> **Your objective**
For the data below, give again exactly the lines from the one containing "Self::new(ErrorCode::InternalError, message)" through the one containing "use mockable::Clock;", both ends included, and no others.

> **Stored items**

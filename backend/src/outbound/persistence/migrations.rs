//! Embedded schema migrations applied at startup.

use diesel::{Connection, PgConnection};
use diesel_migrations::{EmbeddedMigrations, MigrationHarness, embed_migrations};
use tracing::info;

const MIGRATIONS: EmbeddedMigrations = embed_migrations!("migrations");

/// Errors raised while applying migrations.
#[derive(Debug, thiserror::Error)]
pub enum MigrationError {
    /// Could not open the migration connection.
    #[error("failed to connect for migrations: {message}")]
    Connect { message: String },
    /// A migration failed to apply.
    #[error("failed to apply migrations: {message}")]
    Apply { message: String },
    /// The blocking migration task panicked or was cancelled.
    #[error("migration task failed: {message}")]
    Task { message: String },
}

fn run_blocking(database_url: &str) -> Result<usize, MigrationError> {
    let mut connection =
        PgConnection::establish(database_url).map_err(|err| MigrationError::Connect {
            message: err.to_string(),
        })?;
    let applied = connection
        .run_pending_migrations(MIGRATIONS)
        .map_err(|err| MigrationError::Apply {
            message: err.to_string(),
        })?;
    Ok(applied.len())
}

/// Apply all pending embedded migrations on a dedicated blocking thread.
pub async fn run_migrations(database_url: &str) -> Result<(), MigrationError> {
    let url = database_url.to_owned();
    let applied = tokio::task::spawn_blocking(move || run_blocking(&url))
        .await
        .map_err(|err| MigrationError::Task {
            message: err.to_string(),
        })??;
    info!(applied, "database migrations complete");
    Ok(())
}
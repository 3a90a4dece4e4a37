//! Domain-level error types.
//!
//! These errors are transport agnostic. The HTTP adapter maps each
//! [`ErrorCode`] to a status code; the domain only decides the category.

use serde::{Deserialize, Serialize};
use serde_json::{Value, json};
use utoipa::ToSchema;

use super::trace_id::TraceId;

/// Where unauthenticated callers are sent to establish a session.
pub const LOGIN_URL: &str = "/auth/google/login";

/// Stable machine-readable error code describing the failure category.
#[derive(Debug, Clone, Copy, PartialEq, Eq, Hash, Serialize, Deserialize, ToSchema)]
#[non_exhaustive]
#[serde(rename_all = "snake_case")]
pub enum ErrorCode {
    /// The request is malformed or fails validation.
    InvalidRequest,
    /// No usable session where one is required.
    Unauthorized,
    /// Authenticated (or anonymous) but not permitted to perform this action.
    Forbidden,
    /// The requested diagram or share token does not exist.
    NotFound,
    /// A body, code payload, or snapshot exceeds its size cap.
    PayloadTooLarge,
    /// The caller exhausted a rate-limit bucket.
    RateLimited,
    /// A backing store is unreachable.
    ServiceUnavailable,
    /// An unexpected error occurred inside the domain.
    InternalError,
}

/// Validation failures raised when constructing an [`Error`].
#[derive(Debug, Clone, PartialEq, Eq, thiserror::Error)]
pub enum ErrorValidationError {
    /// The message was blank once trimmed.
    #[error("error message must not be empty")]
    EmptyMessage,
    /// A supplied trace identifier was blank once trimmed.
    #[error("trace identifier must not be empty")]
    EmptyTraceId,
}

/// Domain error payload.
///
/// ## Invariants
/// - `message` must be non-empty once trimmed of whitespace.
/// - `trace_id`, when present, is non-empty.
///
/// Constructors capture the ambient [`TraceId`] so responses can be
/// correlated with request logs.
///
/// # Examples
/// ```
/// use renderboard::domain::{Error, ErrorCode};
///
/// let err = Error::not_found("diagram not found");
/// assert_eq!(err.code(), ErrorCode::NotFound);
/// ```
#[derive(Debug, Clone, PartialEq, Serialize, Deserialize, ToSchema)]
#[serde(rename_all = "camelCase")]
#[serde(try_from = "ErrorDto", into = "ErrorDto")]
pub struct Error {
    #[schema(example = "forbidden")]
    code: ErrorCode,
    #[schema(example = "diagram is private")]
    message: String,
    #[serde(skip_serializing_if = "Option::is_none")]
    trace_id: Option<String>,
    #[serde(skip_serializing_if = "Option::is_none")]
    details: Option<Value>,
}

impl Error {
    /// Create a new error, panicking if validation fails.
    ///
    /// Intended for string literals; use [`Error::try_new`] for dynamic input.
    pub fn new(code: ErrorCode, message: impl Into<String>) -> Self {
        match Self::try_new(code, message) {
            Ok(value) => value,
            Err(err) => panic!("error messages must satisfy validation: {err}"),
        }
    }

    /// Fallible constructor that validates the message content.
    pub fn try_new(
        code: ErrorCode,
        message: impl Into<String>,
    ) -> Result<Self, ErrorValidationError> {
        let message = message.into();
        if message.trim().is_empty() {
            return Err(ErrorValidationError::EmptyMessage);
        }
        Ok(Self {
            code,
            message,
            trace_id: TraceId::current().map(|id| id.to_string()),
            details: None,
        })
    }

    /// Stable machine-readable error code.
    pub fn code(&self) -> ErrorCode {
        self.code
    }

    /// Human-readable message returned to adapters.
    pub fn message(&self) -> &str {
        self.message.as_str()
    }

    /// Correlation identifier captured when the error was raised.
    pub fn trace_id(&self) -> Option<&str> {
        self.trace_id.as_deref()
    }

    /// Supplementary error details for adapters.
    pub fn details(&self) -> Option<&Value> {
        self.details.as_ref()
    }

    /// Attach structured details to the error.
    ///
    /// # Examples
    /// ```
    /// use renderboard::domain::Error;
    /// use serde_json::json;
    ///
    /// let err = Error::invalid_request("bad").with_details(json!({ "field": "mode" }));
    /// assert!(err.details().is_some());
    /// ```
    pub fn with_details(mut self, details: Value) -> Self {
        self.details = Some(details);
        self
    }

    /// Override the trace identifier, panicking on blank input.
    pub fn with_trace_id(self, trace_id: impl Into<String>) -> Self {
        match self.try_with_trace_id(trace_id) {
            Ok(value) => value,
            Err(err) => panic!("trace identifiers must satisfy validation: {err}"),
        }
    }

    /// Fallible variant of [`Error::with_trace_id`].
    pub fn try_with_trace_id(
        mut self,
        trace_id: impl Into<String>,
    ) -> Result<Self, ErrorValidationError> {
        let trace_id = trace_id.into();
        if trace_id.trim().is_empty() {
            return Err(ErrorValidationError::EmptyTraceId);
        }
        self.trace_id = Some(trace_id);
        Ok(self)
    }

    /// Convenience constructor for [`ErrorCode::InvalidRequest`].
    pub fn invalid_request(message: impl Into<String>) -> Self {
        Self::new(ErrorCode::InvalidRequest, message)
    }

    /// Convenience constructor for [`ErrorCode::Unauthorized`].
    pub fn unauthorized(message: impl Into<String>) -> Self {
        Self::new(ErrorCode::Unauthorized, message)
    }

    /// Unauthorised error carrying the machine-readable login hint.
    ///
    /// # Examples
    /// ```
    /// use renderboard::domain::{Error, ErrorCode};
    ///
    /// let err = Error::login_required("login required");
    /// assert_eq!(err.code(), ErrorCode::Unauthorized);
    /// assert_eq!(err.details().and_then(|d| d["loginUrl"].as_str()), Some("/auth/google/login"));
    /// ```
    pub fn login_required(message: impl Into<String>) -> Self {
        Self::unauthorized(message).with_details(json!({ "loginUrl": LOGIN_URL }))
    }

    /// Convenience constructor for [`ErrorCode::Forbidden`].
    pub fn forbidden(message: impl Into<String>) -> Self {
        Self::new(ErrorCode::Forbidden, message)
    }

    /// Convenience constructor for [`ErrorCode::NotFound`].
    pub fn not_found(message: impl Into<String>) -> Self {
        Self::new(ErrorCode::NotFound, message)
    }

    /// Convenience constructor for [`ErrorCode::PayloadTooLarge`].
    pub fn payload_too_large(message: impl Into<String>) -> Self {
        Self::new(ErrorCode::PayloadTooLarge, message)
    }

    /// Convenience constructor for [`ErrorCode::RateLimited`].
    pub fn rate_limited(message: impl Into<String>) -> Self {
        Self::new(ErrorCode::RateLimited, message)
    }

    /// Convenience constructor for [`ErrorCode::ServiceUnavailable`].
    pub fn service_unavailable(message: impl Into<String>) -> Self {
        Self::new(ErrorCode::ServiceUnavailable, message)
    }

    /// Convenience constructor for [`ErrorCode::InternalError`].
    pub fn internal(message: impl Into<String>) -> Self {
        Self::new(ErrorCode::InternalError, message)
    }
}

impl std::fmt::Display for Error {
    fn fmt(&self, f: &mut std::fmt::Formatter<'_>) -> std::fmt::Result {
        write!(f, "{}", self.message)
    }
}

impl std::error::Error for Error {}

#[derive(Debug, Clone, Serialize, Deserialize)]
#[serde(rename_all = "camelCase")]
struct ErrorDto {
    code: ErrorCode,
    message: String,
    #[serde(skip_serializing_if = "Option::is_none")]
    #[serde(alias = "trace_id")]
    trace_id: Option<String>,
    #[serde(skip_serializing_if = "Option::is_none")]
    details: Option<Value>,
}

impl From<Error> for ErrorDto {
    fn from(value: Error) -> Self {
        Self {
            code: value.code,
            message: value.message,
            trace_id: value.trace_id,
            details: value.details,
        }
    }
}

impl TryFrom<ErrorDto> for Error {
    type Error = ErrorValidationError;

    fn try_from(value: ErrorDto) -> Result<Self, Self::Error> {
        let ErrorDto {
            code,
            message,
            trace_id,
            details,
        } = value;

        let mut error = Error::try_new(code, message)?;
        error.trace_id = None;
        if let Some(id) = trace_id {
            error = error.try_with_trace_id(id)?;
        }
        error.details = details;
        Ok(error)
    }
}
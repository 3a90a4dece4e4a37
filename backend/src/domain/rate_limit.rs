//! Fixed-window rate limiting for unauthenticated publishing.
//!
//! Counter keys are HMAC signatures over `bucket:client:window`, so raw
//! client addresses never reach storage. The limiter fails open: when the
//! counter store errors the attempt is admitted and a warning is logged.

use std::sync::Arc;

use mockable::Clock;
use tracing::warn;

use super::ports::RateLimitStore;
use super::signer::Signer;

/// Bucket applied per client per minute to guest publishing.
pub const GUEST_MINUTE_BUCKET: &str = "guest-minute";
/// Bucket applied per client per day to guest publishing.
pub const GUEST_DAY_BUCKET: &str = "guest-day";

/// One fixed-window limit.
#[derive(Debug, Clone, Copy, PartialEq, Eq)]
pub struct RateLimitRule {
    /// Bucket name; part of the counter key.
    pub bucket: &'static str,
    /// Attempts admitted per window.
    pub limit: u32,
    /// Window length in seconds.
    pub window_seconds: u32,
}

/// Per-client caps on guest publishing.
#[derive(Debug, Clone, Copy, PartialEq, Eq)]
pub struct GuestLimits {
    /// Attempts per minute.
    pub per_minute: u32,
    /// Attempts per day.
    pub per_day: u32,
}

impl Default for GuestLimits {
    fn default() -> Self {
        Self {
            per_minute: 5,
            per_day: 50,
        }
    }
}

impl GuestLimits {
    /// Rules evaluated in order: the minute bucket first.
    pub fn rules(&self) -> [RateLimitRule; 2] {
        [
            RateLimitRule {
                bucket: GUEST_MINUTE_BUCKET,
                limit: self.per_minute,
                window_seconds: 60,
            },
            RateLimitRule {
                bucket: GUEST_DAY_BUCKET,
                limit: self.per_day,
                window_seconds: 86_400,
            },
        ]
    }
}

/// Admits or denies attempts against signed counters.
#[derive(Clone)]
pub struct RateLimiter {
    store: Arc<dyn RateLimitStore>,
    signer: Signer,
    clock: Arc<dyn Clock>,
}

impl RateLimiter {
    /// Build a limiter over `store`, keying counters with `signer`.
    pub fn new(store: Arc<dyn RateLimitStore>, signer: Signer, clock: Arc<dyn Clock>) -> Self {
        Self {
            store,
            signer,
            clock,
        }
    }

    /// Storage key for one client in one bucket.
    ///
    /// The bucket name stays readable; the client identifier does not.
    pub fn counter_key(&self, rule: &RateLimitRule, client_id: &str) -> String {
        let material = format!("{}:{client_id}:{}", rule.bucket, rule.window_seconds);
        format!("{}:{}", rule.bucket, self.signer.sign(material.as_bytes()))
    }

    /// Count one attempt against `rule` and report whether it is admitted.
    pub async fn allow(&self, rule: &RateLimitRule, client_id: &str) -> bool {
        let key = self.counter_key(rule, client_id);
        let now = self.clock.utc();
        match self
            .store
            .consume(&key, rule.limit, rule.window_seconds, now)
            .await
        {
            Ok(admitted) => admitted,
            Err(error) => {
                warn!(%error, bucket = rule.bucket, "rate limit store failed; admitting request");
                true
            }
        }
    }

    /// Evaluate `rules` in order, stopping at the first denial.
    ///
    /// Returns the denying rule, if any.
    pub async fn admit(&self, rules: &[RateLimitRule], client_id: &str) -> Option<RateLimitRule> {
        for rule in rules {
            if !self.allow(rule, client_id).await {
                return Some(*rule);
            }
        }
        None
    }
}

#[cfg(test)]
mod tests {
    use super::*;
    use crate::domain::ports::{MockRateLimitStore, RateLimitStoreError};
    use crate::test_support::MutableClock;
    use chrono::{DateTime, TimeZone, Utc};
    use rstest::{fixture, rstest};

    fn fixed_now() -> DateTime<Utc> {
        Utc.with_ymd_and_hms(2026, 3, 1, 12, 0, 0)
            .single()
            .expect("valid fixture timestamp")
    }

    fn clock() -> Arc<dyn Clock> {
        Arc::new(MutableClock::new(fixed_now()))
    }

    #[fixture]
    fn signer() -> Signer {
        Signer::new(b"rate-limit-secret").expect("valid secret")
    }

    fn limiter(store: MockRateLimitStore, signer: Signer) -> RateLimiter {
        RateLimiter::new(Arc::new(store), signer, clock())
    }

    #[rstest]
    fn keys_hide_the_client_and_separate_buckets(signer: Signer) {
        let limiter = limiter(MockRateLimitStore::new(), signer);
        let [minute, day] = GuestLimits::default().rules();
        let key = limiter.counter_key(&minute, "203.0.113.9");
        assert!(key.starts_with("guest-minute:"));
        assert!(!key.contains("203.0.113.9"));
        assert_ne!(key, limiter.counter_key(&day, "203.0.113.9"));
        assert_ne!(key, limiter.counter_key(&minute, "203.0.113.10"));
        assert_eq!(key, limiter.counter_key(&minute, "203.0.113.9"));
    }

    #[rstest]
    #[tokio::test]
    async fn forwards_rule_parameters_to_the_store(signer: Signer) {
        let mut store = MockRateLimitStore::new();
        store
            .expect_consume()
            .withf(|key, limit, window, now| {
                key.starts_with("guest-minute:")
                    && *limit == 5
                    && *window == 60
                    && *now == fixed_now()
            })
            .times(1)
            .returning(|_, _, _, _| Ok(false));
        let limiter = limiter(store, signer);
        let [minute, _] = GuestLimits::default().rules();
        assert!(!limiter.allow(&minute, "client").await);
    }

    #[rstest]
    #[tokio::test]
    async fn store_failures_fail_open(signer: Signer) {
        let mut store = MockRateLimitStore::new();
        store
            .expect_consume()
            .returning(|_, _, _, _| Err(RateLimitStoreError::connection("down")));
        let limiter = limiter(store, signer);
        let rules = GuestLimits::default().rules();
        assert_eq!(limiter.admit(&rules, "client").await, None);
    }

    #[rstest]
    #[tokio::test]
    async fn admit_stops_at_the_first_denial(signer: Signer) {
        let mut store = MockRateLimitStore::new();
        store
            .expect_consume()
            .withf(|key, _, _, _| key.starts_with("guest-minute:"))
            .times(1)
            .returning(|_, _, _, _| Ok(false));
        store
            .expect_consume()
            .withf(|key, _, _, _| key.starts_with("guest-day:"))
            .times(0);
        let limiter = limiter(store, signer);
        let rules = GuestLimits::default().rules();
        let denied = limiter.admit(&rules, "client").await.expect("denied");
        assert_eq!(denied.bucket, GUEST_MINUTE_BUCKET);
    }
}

> **Answer below**
        Self::new(ErrorCode::InternalError, message)
    }
}

impl std::fmt::Display for Error {
    fn fmt(&self, f: &mut std::fmt::Formatter<'_>) -> std::fmt::Result {
        write!(f, "{}", self.message)
    }
}

impl std::error::Error for Error {}

#[derive(Debug, Clone, Serialize, Deserialize)]
#[serde(rename_all = "camelCase")]
struct ErrorDto {
    code: ErrorCode,
    message: String,
    #[serde(skip_serializing_if = "Option::is_none")]
    #[serde(alias = "trace_id")]
    trace_id: Option<String>,
    #[serde(skip_serializing_if = "Option::is_none")]
    details: Option<Value>,
}

impl From<Error> for ErrorDto {
    fn from(value: Error) -> Self {
        Self {
            code: value.code,
            message: value.message,
            trace_id: value.trace_id,
            details: value.details,
        }
    }
}

impl TryFrom<ErrorDto> for Error {
    type Error = ErrorValidationError;

    fn try_from(value: ErrorDto) -> Result<Self, Self::Error> {
        let ErrorDto {
            code,
            message,
            trace_id,
            details,
        } = value;

        let mut error = Error::try_new(code, message)?;
        error.trace_id = None;
        if let Some(id) = trace_id {
            error = error.try_with_trace_id(id)?;
        }
        error.details = details;
        Ok(error)
    }
}
repository 3a90a4dece4e4a37
filename backend/src/domain/rate_limit.rs
//! Fixed-window rate limiting for unauthenticated publishing.
//!
//! Counter keys are HMAC signatures over `bucket:client:window`, so raw
//! client addresses never reach storage. The limiter fails open: when the
//! counter store errors the attempt is admitted and a warning is logged.

use std::sync::Arc;

use mockable::Clock;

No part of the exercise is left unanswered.